--- START ---
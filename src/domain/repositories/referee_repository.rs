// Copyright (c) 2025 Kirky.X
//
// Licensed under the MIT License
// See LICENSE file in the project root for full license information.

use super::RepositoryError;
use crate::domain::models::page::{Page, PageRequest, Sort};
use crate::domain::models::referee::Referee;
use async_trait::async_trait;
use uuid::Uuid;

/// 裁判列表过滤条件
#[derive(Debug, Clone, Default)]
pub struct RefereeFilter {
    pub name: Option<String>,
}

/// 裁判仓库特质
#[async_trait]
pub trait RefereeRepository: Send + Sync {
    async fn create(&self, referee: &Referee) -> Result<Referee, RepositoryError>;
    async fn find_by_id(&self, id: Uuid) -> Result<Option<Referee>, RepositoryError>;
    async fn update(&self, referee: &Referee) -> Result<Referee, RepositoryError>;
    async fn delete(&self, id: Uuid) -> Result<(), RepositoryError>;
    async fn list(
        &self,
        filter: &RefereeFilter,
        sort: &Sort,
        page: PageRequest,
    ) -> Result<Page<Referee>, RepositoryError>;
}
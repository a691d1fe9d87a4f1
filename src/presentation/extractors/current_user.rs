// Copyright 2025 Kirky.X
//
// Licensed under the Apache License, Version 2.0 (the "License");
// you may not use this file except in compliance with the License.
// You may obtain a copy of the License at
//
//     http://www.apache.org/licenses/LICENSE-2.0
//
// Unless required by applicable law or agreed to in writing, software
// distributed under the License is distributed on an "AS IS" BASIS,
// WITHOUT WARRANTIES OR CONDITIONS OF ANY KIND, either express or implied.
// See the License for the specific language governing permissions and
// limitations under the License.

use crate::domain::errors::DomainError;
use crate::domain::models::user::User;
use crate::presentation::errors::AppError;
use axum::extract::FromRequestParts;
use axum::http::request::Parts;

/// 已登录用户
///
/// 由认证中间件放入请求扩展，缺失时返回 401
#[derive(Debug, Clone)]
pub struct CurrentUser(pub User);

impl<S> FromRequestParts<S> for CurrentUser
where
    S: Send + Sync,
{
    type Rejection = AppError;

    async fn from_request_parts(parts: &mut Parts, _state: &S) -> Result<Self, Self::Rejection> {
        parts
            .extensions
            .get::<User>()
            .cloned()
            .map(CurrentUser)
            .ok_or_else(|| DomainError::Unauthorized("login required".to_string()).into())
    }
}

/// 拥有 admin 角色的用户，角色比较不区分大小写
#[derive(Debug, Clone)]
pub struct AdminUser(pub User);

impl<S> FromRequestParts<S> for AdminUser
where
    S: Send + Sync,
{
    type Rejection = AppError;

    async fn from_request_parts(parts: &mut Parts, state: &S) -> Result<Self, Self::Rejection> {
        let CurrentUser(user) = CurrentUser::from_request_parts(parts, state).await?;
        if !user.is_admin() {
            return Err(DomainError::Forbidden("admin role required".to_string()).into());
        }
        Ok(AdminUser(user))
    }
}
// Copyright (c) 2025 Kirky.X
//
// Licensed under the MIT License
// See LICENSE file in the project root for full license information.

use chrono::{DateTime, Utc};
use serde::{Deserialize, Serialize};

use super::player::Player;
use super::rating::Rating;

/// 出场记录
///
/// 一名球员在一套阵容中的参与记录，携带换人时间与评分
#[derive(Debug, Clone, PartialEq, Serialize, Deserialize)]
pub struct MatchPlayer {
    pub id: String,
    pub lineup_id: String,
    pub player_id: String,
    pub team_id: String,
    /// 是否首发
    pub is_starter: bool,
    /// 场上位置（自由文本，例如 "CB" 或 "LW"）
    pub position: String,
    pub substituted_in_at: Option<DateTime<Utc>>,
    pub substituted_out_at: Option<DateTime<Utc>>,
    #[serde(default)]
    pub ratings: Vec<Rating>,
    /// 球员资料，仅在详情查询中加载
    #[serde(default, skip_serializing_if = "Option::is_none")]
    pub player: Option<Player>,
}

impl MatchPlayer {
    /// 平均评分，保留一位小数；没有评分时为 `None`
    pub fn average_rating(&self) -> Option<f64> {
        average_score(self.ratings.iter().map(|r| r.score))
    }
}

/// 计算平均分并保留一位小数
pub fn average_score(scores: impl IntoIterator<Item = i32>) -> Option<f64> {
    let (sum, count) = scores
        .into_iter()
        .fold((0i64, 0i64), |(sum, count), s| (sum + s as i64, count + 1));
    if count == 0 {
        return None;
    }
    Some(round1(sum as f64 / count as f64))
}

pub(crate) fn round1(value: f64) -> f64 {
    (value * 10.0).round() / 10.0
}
--- END ---
• [What is required]: Your answer must be the count of lines in the data that contain "super", with no added words.

• [Answer area]: 3